Posted: 10 Jun 2013 09:00 PM PDT

The view of pop Buddhists and Theravada monks is that the Buddha taught there is no self.  Part of this view rests on the assumption that the self is like horns on a hare or a barren woman's child.  In other words, self is an illusion—a mere fiction.  The other part, rests on the assumption that the Five Aggregates of form, feeling, perception, predispositions and consciousness are the standard on which a judgment may be based for determining whether or not a self or attâ/âtman is real.  Such views are all wrong.

In many of the Buddha's discourses he asks us to reflect that the conditioned world is impermanent, suffering and not self or anattâ.   Interestingly, what is impermanent, suffering, and no self or anattâ is also regarded by the Buddha to be the Five Aggregates.  As reason tells us, they cannot be a standard for judging anything about self.  If someone believes the self is an illusion, there is no basis for judging such.  The guess is capricious.

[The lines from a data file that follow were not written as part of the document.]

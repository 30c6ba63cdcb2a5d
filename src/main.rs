// State Faker - Main Entry Point
//
// You can run it via Cargo:
//
// ```console
// $ cargo build --release
// $ ./target/release/state-faker > terraform.tfstate
// ```
//
// Or with custom configuration:
//
// ```console
// $ ./target/release/state-faker --resources 200 --outputs 20 --pctmulti 25 --summary
// ```

use anyhow::{Context, Result};
use clap::Parser;
use state_faker::generation::{LoggingConfig, LoggingError, StateAssembler};
use state_faker::state::{log_violations, DocumentStatistics};
use state_faker::types::{CliArgs, GeneratorConfig, OutputStyle};
use std::fs;
use std::io::{self, Write};
use std::process::ExitCode;
use tracing::{error, info, warn, Level};
use tracing_appender::non_blocking::WorkerGuard;

/// Instance counts above this are reported before serialization starts
const LARGE_DOCUMENT_INSTANCES: usize = 100_000;

fn main() -> ExitCode {
    let args = CliArgs::parse();

    // Handle special CLI flags that don't require full initialization
    if args.print_config {
        return match GeneratorConfig::default().print_json() {
            Ok(json) => {
                println!("{}", json);
                ExitCode::SUCCESS
            }
            Err(e) => {
                eprintln!("Failed to serialize default configuration: {}", e);
                ExitCode::FAILURE
            }
        };
    }

    // Held until main returns so the file writer drains
    let _log_guard = match init_logging(&args) {
        Ok(guard) => guard,
        Err(e) => {
            eprintln!("Failed to initialize logging: {}", e);
            return ExitCode::FAILURE;
        }
    };

    match run(&args) {
        Ok(()) => ExitCode::SUCCESS,
        Err(e) => {
            error!("{:#}", e);
            ExitCode::FAILURE
        }
    }
}

fn init_logging(args: &CliArgs) -> std::result::Result<Option<WorkerGuard>, LoggingError> {
    let level = if args.debug {
        Level::DEBUG
    } else if args.verbose {
        Level::INFO
    } else {
        Level::WARN
    };

    let mut logging = LoggingConfig::new().with_level(level);
    if args.debug {
        logging = logging.with_span_events();
    }
    if let Some(dir) = &args.log_dir {
        logging = logging.with_file_logging(dir.clone());
    }
    logging.init()
}

fn run(args: &CliArgs) -> Result<()> {
    let config = GeneratorConfig::from_cli_args(args).context("Failed to load configuration")?;
    let style: OutputStyle = match &args.format {
        Some(format) => format.parse().map_err(anyhow::Error::msg)?,
        None => OutputStyle::default(),
    };

    info!(
        resources = config.num_resources,
        outputs = config.num_outputs,
        multi_instance_chance = config.multi_instance_chance,
        multi_instance_range = ?config.instance_range(),
        module_chance = config.module_chance,
        seed = ?config.seed,
        "starting generation"
    );

    let doc = StateAssembler::new(config).generate().context("Failed to generate state document")?;

    let instances = doc.instance_count();
    if instances > LARGE_DOCUMENT_INSTANCES {
        warn!(instances, "generated a very large document; serialization may take a while");
    }

    log_violations(&doc);

    let json = doc.to_json(style).context("Failed to serialize state document")?;

    match &args.output {
        Some(path) => {
            fs::write(path, format!("{}\n", json))
                .with_context(|| format!("Failed to write state document to '{}'", path))?;
            info!(path = %path, bytes = json.len(), "state document written");
        }
        None => {
            let stdout = io::stdout();
            let mut handle = stdout.lock();
            writeln!(handle, "{}", json).context("Failed to write state document to stdout")?;
            handle.flush().context("Failed to flush stdout")?;
        }
    }

    if args.summary {
        let stats = DocumentStatistics::from_document(&doc);
        info!("{}", stats.summary());
        eprintln!("{}", stats);
    }

    Ok(())
}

In one particular discourse (S. iii. 33-4), the Buddha asks us to abandon what is not ours, namely, the Five Aggregates.  So, evidently, the abandoner of the aggregates is real who is not the conditioned Five Aggregates.  Heretofore, I was clinging to the aggregates in the belief that they were my self.  I believed I was form, feeling, etc.  In short, I believed I was this psychophysical person.  Now I know that the one who abandons or rejects the aggregates is me.  This first-person is like an island and a refuge along with the Dharma (S. iii. 42).  It alone knows what is true and what is false (A. i. 149).

The view of pop Buddhists and Theravada monks, that the Buddha denied the self, is not taking any account of the many discourses in the Buddhist canon in which we are taught by the Buddha not to identify with the Five Aggregates for various reasons.  These discourses are being addressed to the first-person, that is, the self or attâ—not the anattâ.